## [Brief]
From the first record below to the last, retype each one exactly.

## [Dataset records]

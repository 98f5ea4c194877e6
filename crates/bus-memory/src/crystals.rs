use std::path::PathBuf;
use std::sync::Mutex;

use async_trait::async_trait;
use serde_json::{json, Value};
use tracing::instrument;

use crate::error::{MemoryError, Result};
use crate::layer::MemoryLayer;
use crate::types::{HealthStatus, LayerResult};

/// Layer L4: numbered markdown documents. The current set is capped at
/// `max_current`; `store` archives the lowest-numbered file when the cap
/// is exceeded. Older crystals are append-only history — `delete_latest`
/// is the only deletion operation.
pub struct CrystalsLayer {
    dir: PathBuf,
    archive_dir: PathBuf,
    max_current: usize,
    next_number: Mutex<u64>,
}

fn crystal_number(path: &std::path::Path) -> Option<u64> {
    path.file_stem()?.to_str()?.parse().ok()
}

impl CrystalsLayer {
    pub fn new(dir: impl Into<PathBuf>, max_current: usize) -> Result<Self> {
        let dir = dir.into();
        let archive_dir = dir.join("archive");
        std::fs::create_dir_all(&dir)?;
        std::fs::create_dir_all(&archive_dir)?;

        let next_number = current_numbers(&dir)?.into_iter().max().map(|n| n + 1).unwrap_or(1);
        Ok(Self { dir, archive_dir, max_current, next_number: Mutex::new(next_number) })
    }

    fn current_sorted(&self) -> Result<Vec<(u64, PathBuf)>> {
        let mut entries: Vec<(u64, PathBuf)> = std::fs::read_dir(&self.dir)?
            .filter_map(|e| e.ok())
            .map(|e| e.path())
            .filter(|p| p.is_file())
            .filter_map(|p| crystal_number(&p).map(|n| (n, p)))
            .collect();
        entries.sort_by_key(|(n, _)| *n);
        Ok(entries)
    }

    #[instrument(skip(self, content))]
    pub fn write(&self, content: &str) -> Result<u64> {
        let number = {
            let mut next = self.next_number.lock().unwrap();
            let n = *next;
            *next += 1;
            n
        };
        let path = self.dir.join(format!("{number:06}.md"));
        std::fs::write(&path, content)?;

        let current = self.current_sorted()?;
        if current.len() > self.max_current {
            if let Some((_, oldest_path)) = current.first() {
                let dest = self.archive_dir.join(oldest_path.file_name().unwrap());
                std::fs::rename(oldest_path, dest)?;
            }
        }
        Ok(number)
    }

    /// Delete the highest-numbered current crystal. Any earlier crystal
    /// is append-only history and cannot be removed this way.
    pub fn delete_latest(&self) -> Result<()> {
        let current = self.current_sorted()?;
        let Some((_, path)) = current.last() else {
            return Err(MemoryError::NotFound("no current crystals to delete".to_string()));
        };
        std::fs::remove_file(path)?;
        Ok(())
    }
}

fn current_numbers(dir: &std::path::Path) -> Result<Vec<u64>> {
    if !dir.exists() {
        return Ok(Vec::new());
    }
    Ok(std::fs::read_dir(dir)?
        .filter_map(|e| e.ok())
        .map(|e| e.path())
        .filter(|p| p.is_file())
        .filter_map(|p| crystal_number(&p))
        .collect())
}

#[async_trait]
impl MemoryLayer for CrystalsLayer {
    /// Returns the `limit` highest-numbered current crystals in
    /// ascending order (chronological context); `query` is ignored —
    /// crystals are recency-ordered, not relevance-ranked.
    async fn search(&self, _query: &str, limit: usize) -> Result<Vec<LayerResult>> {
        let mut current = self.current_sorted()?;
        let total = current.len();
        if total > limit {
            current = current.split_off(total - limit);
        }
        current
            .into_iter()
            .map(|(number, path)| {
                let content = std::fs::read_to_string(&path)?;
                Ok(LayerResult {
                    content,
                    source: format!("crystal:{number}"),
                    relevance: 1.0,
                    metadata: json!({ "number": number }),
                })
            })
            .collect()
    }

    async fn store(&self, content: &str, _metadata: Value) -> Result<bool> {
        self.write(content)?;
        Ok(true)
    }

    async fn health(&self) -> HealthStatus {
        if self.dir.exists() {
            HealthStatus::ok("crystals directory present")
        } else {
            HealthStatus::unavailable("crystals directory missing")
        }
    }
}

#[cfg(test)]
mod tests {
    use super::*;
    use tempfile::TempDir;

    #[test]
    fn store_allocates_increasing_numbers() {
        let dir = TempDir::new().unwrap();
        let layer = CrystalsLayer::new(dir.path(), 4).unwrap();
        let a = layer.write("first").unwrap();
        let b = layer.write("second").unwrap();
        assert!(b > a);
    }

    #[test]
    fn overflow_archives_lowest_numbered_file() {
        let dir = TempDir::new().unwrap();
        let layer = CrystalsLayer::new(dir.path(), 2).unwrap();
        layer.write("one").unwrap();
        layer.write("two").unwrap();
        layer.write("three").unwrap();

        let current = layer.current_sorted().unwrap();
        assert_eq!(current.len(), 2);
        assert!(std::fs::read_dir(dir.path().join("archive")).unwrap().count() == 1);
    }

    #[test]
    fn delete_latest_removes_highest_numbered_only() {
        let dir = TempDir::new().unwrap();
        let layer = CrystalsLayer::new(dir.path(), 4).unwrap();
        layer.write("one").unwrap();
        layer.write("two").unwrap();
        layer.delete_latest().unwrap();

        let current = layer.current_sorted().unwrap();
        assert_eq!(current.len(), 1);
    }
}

## [Response to this task]
repository 98f5ea4c194877e6
filename crates/bus-memory/src/crystals.rs
use std::path::PathBuf;
use std::sync::Mutex;

use async_trait::async_trait;
use serde_json::{json, Value};
use tracing::instrument;

use crate::error::{MemoryError, Result};
use crate::layer::MemoryLayer;
use crate::types::{HealthStatus, LayerResult};

/// Layer L4: numbered markdown documents. The current set is capped at
/// `max_current`; `store` archives the lowest-numbered file when the cap
/// is exceeded. Older crystals are append-only history — `delete_latest`
/// is the only deletion operation.
pub struct CrystalsLayer {
    dir: PathBuf,
    archive_dir: PathBuf,
    max_current: usize,
    next_number: Mutex<u64>,
}

fn crystal_number(path: &std::path::Path) -> Option<u64> {
    path.file_stem()?.to_str()?.parse().ok()
}

impl CrystalsLayer {
    pub fn new(dir: impl Into<PathBuf>, max_current: usize) -> Result<Self> {
        let dir = dir.into();
        let archive_dir = dir.join("archive");
        std::fs::create_dir_all(&dir)?;
        std::fs::create_dir_all(&archive_dir)?;

        let next_number = current_numbers(&dir)?.into_iter().max().map(|n| n + 1).unwrap_or(1);
        Ok(Self { dir, archive_dir, max_current, next_number: Mutex::new(next_number) })
    }

    fn current_sorted(&self) -> Result<Vec<(u64, PathBuf)>> {
        let mut entries: Vec<(u64, PathBuf)> = std::fs::read_dir(&self.dir)?
            .filter_map(|e| e.ok())
            .map(|e| e.path())
            .filter(|p| p.is_file())
            .filter_map(|p| crystal_number(&p).map(|n| (n, p)))
            .collect();
        entries.sort_by_key(|(n, _)| *n);
        Ok(entries)
    }

    #[instrument(skip(self, content))]
    pub fn write(&self, content: &str) -> Result<u64> {
        let number = {
            let mut next = self.next_number.lock().unwrap();
            let n = *next;
            *next += 1;
            n
        };
        let path = self.dir.join(format!("{number:06}.md"));
        std::fs::write(&path, content)?;

        let current = self.current_sorted()?;
        if current.len() > self.max_current {
            if let Some((_, oldest_path)) = current.first() {
                let dest = self.archive_dir.join(oldest_path.file_name().unwrap());
                std::fs::rename(oldest_path, dest)?;
            }
        }
        Ok(number)
    }

    /// Delete the highest-numbered current crystal. Any earlier crystal
    /// is append-only history and cannot be removed this way.
    pub fn delete_latest(&self) -> Result<()> {
        let current = self.current_sorted()?;
        let Some((_, path)) = current.last() else {
            return Err(MemoryError::NotFound("no current crystals to delete".to_string()));
        };
        std::fs::remove_file(path)?;
        Ok(())
    }
}

fn current_numbers(dir: &std::path::Path) -> Result<Vec<u64>> {
    if !dir.exists() {
        return Ok(Vec::new());
    }
    Ok(std::fs::read_dir(dir)?
        .filter_map(|e| e.ok())
        .map(|e| e.path())
        .filter(|p| p.is_file())
        .filter_map(|p| crystal_number(&p))
        .collect())
}

#[async_trait]
impl MemoryLayer for CrystalsLayer {
    /// Returns the `limit` highest-numbered current crystals in
    /// ascending order (chronological context); `query` is ignored —
    /// crystals are recency-ordered, not relevance-ranked.
    async fn search(&self, _query: &str, limit: usize) -> Result<Vec<LayerResult>> {
        let mut current = self.current_sorted()?;
        let total = current.len();
        if total > limit {
            current = current.split_off(total - limit);
        }
        current
            .into_iter()
            .map(|(number, path)| {
                let content = std::fs::read_to_string(&path)?;
                Ok(LayerResult {
                    content,
                    source: format!("crystal:{number}"),
                    relevance: 1.0,
                    metadata: json!({ "number": number }),
                })
            })
            .collect()
    }

    async fn store(&self, content: &str, _metadata: Value) -> Result<bool> {
        self.write(content)?;
        Ok(true)
    }

    async fn health(&self) -> HealthStatus {
        if self.dir.exists() {
            HealthStatus::ok("crystals directory present")
        } else {
            HealthStatus::unavailable("crystals directory missing")
        }
    }
}

#[cfg(test)]
mod tests {
    use super::*;
    use tempfile::TempDir;

    #[test]
    fn store_allocates_increasing_numbers() {
        let dir = TempDir::new().unwrap();
        let layer = CrystalsLayer::new(dir.path(), 4).unwrap();
        let a = layer.write("first").unwrap();
        let b = layer.write("second").unwrap();
        assert!(b > a);
    }

    #[test]
    fn overflow_archives_lowest_numbered_file() {
        let dir = TempDir::new().unwrap();
        let layer = CrystalsLayer::new(dir.path(), 2).unwrap();
        layer.write("one").unwrap();
        layer.write("two").unwrap();
        layer.write("three").unwrap();

        let current = layer.current_sorted().unwrap();
        assert_eq!(current.len(), 2);
        assert!(std::fs::read_dir(dir.path().join("archive")).unwrap().count() == 1);
    }

    #[test]
    fn delete_latest_removes_highest_numbered_only() {
        let dir = TempDir::new().unwrap();
        let layer = CrystalsLayer::new(dir.path(), 4).unwrap();
        layer.write("one").unwrap();
        layer.write("two").unwrap();
        layer.delete_latest().unwrap();

        let current = layer.current_sorted().unwrap();
        assert_eq!(current.len(), 1);
    }
}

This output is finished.